There's also the case of a Rajasthan man applying for Aadhaar as 'Lord Hanuman', son of 'Pawan ji'. And then, an instance where a photo of a chair, instead of the applicant's, was issued an Aadhaar number. While UIDAI, the Aadhaar issuing authority, has said that local operators (who collect Aadhaar applications and people's biometric data) are usually to blame, it is puzzling why it doesn't check photographs against the applicant's name and other details.

One on one free
This must hold the record for the most bizarre tragicomedy. In the early hours of May 26, 2010, a 45-year-old patient, Mahadev Upar died at the civic-run Sion hospital, Mumbai, after staff removed his life-support, mistaking him for another person who had passed away.

The staff removed the saline, nasal pipe and urine catheter of a semi-conscious Upar, mistaking him for Motiram Shelar, another patient on the adjacent bed, who had breathed his last a few hours before. An alcoholic Upar, who was suffering from liver malfunction, was taken to the mortuary instead of Shelar by a ward boy.
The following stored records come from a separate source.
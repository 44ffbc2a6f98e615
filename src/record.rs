//! The parsed thermo output of one log: per-property samples and their means.

use crate::error::{Error, Result};
use crate::portable::PortableLog;
use serde::{Deserialize, Serialize};
use std::collections::BTreeMap;
use std::path::Path;

/// Samples for each thermo property, keyed by property name.
pub type Columns = BTreeMap<String, Vec<f64>>;

/// Mean of each property, keyed by property name.
pub type Averages = BTreeMap<String, f64>;

/// Thermo output parsed from a LAMMPS log.
///
/// Every column has the same number of samples, and every averaged property
/// is also a column. A record is immutable once built.
///
/// # Examples
///
/// ```
/// use lammps_log_parser::LogRecord;
/// use std::collections::BTreeMap;
///
/// let mut columns = BTreeMap::new();
/// columns.insert("temp".to_string(), vec![300.0, 310.0, 320.0]);
///
/// let record = LogRecord::new(columns)?;
/// assert_eq!(record.average("temp"), Some(310.0));
/// # Ok::<(), lammps_log_parser::Error>(())
/// ```
#[derive(Debug, Clone, PartialEq, Serialize, Deserialize)]
#[serde(into = "PortableLog", try_from = "PortableLog")]
pub struct LogRecord {
    columns: Columns,
    averages: Averages,
}

impl LogRecord {
    /// Build a record from columns, deriving the average of every column.
    ///
    /// # Errors
    ///
    /// Returns [`Error::InvalidRecord`] if the columns differ in length and
    /// [`Error::EmptyColumn`] if a column has no samples.
    pub fn new(columns: Columns) -> Result<Self> {
        Self::with_averages(columns, None)
    }

    /// Build a record from columns and optionally pre-computed averages.
    ///
    /// Supplied averages are kept as given, without recomputation. `None` or
    /// an empty map means the averages are derived from the columns.
    pub fn with_averages(columns: Columns, averages: Option<Averages>) -> Result<Self> {
        check_rectangular(&columns)?;

        let averages = match averages {
            Some(averages) if !averages.is_empty() => {
                if let Some(name) = averages.keys().find(|k| !columns.contains_key(*k)) {
                    return Err(Error::InvalidRecord(format!(
                        "average given for '{}', which is not a column",
                        name
                    )));
                }
                averages
            }
            _ => compute_averages(&columns)?,
        };

        Ok(Self { columns, averages })
    }

    /// Parse a LAMMPS log file with default options.
    ///
    /// Shorthand for `LogParser::from_file(path)?.parse()`.
    pub fn from_file<P: AsRef<Path>>(path: P) -> Result<Self> {
        crate::reader::LogParser::from_file(path)?.parse()
    }

    pub fn columns(&self) -> &Columns {
        &self.columns
    }

    pub fn averages(&self) -> &Averages {
        &self.averages
    }

    /// Samples of one property, if present.
    pub fn column(&self, name: &str) -> Option<&[f64]> {
        self.columns.get(name).map(Vec::as_slice)
    }

    pub fn average(&self, name: &str) -> Option<f64> {
        self.averages.get(name).copied()
    }

    /// Names of the logged properties.
    pub fn properties(&self) -> Vec<&str> {
        self.columns.keys().map(String::as_str).collect()
    }

    /// Number of samples per property.
    pub fn len(&self) -> usize {
        self.columns.values().next().map_or(0, Vec::len)
    }

    pub fn is_empty(&self) -> bool {
        self.len() == 0
    }

    pub fn into_parts(self) -> (Columns, Averages) {
        (self.columns, self.averages)
    }
}

fn check_rectangular(columns: &Columns) -> Result<()> {
    let mut lengths = columns.iter().map(|(name, values)| (name, values.len()));
    if let Some((first_name, expected)) = lengths.next() {
        if let Some((name, found)) = lengths.find(|(_, len)| *len != expected) {
            return Err(Error::InvalidRecord(format!(
                "column '{}' has {} samples but '{}' has {}",
                name, found, first_name, expected
            )));
        }
    }
    Ok(())
}

/// Arithmetic mean of a sample sequence, or `None` when it is empty.
pub fn mean(values: &[f64]) -> Option<f64> {
    if values.is_empty() {
        return None;
    }
    Some(values.iter().sum::<f64>() / values.len() as f64)
}

/// Mean of every column.
///
/// # Errors
///
/// Returns [`Error::EmptyColumn`] naming the first column with no samples.
pub fn compute_averages(columns: &Columns) -> Result<Averages> {
    columns
        .iter()
        .map(|(name, values)| {
            mean(values)
                .map(|avg| (name.clone(), avg))
                .ok_or_else(|| Error::EmptyColumn(name.clone()))
        })
        .collect()
}
//! Locating the thermo table inside a log: where it starts, how many rows it
//! has, and which columns it carries.

use crate::directive::{is_numeric_row, Directives};
use crate::error::ParseError;
use log::debug;
use serde::Serialize;

/// Where the thermo table sits in a log and how it is shaped.
#[derive(Debug, Clone, PartialEq, Eq, Serialize)]
pub struct TableLayout {
    /// Lines preceding the first data row.
    pub header_lines: usize,
    /// Blank lines anywhere after the first data row, inside the table or
    /// after it. Lines holding only whitespace count as blank.
    pub footer_lines: usize,
    pub run_length: u64,
    pub save_frequency: u64,
    /// Column names, in table order.
    pub columns: Vec<String>,
}

impl TableLayout {
    /// Number of rows in the table: one per sampling interval plus step 0.
    ///
    /// `None` when `save_frequency` is zero or the count does not fit in a `usize`.
    pub fn row_count(&self) -> Option<usize> {
        self.run_length
            .checked_div(self.save_frequency)?
            .checked_add(1)
            .and_then(|rows| usize::try_from(rows).ok())
    }

    /// Rows to read; an unrepresentable count saturates, which no log can satisfy.
    pub(crate) fn row_extent(&self) -> usize {
        self.row_count().unwrap_or(usize::MAX)
    }
}

/// Scan the log once, top to bottom, and resolve the table layout.
///
/// The first line that is entirely numeric after a `run` directive has been
/// seen is taken as the first data row. A numeric diagnostic line that
/// appears after `run` but before the real table (e.g. minimizer output from a
/// run-less input) will be taken as the table start.
///
/// `fallback_columns` is used only when no `thermo_style` directive precedes
/// the table.
pub fn scan_layout(
    text: &str,
    fallback_columns: Option<&[String]>,
) -> Result<TableLayout, ParseError> {
    let mut directives = Directives::new();
    let mut header = None;
    let mut lines = text.lines().enumerate();

    for (idx, line) in lines.by_ref() {
        directives.observe(line, idx + 1);
        if directives.has_run() && is_numeric_row(line) {
            header = Some(idx);
            break;
        }
    }

    let footer_lines = lines.filter(|(_, line)| line.trim().is_empty()).count();

    let run_length = directives
        .run_length
        .ok_or(ParseError::MissingRunLength)?;
    let save_frequency = directives
        .save_frequency
        .ok_or(ParseError::MissingSaveFrequency)?;
    if save_frequency == 0 {
        return Err(ParseError::ZeroSaveFrequency);
    }

    let columns = directives
        .columns
        .filter(|c| !c.is_empty())
        .or_else(|| fallback_columns.map(<[String]>::to_vec))
        .filter(|c| !c.is_empty())
        .ok_or(ParseError::MissingSchema)?;

    let layout = TableLayout {
        header_lines: header.unwrap_or(0),
        footer_lines,
        run_length,
        save_frequency,
        columns,
    };

    if header.is_none() {
        return Err(ParseError::RowCountMismatch {
            expected: layout.row_extent(),
            available: 0,
        });
    }

    debug!(
        "thermo table: {} header lines, {} rows x {} columns, {} blank footer lines",
        layout.header_lines,
        layout.row_extent(),
        layout.columns.len(),
        layout.footer_lines
    );

    Ok(layout)
}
The mistake was discovered a whole two hours later, and it was too late by then. Upar had breathed his last in the mortuary.

Police closed the case because Upar's daily wage-earning family refused to come to the police station daily and cooperate for the probe. An inquiry followed against three resident doctors, two nurses and two ward boys – one of the latter who had removed the life-support was suspended for a whole five weeks!

God(woman) of small things
Only in India can a satsang organiser turned godwoman turned alleged dowry pusher make mediapeople and self-styled jokesters look worse than herself. Sukhwinder Kaur may (rightly) be under the scanner, but so is the overall, blatant sexism in the focus on her miniskirts and make-up. Also befuddling is the insistence to keep calling her 'Radhe Maa'.
Wake up, smell the coffee, and let's go back to talking about her alleged charlatanism rather than her clothes, shall we?

Extended devotion
Remember the time everyone on Twitter had a go about a temple being erected for the prime minister? And how 'bhakts' dug out pictures of a cardboard temple dedicated to Sonia Gandhi? We Indians don't just nurture fandom. We build temples for those we are impressed by.

Besides Sonia and NaMo, there are temples for other public figures. Abhishekams are done on larger-than-life size posters of Rajinikanth. In Kolar, Karnataka, fans have a special Sahasra Lingam for him at Kotilingeshwara temple.

Fans in Tiruchirappalli have a temple with Southern siren Khushboo's idol in it. Meanwhile, Amitabh Bachchan fans in Kolkata built a temple for him with an idol of the superstar wearing the sandals he wore in Agneepath and the chair he sat on in Aks.

In Bihar's Atarwalia village, where there are no motorable roads, actor Manoj Tiwari built a temple for Sachin Tendulkar in a 15,000sq.ft. area. Unsurprisingly, there's a temple for Mahatma Gandhi too. In Bhatra village, Orissa, there's a temple of Gandhiji sitting under a tricolour.